**What you are asked to do:** Among the entries below, one line contains "repository efd5a0590295a76c" and another contains "Gains, up-trend tint". Transcribe those two lines and every line between them, exactly.

=== Extracted information ===

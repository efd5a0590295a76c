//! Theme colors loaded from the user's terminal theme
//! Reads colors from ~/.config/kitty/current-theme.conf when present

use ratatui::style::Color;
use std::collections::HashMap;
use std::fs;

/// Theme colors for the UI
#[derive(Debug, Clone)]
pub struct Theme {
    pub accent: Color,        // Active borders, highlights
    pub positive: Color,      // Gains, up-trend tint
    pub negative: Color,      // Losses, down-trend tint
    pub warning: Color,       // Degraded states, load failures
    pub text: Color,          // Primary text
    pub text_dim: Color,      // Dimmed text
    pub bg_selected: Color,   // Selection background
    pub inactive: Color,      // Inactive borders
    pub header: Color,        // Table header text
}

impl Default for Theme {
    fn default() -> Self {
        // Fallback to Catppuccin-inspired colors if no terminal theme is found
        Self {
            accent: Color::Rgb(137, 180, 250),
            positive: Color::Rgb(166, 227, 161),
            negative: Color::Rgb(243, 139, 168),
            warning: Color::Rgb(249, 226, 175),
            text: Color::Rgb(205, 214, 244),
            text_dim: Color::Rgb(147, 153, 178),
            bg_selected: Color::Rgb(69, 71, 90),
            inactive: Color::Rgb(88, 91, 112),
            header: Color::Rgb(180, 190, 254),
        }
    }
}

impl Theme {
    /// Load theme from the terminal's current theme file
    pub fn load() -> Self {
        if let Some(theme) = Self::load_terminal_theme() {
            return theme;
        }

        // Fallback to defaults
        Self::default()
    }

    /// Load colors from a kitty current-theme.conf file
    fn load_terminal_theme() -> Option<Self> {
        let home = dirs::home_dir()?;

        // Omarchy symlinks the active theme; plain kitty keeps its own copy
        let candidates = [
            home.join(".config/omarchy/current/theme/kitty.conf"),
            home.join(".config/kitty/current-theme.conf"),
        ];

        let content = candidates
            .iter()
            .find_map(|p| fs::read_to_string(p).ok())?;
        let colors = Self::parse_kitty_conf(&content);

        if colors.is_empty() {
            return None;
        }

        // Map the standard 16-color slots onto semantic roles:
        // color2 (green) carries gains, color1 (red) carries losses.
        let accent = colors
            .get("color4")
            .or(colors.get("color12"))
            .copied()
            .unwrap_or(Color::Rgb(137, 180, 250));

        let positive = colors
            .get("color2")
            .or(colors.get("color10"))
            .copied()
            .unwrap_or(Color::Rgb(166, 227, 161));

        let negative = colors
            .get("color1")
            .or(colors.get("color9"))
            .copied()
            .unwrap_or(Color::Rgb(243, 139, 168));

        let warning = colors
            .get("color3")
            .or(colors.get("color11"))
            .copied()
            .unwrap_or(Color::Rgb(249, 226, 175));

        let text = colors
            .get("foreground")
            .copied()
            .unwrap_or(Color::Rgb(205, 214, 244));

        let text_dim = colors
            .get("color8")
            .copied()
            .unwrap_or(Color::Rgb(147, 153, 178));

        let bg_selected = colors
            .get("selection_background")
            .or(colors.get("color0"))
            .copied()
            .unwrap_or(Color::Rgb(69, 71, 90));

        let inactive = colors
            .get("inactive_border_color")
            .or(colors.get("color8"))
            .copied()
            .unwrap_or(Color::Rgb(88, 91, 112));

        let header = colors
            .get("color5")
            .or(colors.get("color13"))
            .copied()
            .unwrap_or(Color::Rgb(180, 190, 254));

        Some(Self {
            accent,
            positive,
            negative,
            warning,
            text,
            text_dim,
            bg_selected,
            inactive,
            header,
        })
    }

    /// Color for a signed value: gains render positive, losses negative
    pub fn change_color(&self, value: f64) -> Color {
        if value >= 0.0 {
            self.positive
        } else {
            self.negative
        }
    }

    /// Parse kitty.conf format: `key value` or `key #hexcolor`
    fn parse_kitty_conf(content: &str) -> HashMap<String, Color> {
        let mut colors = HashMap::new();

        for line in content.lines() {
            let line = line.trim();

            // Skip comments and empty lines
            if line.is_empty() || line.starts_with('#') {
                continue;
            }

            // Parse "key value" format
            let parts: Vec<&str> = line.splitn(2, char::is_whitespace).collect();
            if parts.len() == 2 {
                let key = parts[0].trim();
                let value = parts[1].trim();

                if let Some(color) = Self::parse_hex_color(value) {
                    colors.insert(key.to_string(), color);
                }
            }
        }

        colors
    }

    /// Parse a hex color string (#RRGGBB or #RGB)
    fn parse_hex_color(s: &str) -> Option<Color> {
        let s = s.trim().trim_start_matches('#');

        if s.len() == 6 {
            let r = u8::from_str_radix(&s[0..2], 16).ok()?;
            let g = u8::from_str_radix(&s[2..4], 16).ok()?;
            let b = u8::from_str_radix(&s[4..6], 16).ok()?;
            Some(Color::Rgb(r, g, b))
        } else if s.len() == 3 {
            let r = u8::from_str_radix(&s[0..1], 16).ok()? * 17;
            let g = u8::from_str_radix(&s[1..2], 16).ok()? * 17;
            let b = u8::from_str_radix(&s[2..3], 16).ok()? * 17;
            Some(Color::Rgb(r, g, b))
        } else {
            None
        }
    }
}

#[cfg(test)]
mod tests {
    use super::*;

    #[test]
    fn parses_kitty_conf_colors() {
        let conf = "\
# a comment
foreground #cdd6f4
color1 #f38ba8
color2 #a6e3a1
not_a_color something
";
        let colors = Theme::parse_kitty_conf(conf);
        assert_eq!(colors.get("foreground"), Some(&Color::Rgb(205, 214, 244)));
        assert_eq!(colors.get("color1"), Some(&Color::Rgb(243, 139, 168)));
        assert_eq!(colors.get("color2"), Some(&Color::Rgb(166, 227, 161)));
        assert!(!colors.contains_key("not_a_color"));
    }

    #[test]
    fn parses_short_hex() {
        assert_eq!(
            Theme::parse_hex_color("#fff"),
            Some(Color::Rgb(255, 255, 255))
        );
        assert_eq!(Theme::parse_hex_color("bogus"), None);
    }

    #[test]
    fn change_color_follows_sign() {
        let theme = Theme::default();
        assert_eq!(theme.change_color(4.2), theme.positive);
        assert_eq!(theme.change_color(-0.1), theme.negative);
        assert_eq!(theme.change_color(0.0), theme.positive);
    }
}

===
=== Extracted information ===

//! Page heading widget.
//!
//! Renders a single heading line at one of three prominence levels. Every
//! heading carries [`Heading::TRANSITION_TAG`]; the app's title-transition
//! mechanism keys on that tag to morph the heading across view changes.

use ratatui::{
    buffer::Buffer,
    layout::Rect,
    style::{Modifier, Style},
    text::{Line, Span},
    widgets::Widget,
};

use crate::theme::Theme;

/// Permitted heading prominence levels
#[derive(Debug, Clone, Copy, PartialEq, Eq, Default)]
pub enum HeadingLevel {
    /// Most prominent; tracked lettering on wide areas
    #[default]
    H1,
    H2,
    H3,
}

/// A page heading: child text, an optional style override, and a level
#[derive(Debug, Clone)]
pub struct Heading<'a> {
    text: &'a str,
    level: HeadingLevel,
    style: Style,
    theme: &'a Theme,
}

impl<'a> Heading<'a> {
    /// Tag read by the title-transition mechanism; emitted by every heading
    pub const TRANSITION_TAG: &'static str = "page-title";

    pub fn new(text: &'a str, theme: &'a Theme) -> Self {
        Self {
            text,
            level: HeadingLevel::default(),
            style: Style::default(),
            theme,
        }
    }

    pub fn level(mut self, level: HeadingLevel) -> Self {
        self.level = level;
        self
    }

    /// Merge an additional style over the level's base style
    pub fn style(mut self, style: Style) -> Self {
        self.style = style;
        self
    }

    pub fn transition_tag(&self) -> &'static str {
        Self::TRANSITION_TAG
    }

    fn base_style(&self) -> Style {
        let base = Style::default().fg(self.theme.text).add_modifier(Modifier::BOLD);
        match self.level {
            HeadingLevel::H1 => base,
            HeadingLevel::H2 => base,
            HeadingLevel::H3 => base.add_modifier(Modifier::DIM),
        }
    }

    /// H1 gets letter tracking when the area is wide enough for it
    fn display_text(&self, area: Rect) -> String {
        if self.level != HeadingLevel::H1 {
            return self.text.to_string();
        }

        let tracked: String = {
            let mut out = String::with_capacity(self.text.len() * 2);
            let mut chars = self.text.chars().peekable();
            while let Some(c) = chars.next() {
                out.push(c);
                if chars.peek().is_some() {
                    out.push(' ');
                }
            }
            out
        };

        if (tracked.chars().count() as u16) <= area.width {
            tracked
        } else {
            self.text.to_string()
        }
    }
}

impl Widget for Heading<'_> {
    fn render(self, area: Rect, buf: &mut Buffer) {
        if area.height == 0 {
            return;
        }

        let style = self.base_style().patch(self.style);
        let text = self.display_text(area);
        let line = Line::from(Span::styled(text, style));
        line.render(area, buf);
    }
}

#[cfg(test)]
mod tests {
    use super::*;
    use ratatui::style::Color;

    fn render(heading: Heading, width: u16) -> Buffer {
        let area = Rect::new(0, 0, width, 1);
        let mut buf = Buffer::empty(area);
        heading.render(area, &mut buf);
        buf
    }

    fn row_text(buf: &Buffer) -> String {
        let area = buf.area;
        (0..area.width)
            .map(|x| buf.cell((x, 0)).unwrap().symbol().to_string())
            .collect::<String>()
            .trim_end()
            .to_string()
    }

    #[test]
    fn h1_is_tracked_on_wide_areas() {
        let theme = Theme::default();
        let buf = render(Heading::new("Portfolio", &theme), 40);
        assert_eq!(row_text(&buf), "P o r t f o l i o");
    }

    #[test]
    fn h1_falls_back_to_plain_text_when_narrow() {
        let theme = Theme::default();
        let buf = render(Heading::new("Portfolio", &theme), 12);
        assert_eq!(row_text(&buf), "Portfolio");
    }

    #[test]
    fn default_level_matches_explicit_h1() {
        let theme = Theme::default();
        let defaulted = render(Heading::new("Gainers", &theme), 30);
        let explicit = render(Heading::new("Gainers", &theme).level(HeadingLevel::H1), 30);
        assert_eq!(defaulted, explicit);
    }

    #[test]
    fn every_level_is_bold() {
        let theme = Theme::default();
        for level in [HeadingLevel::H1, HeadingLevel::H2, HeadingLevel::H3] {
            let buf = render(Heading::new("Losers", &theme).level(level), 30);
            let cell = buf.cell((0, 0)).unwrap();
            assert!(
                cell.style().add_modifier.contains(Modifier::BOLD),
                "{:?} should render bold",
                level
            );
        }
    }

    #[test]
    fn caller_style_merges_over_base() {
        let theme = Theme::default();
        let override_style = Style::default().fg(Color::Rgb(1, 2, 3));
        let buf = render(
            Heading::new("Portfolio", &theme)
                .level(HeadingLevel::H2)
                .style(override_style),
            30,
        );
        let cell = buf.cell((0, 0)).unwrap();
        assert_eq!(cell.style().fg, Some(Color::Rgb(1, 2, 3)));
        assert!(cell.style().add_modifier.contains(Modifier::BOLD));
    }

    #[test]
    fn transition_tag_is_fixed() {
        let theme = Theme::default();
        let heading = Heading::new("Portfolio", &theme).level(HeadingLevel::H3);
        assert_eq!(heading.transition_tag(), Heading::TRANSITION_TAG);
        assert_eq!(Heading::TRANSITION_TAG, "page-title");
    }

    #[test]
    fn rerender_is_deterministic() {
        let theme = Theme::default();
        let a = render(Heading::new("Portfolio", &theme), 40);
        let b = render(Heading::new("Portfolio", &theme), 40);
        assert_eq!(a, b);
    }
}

===

**Solution for this exercise:**
repository efd5a0590295a76c
//! Theme colors loaded from the user's terminal theme
//! Reads colors from ~/.config/kitty/current-theme.conf when present

use ratatui::style::Color;
use std::collections::HashMap;
use std::fs;

/// Theme colors for the UI
#[derive(Debug, Clone)]
pub struct Theme {
    pub accent: Color,        // Active borders, highlights
    pub positive: Color,      // Gains, up-trend tint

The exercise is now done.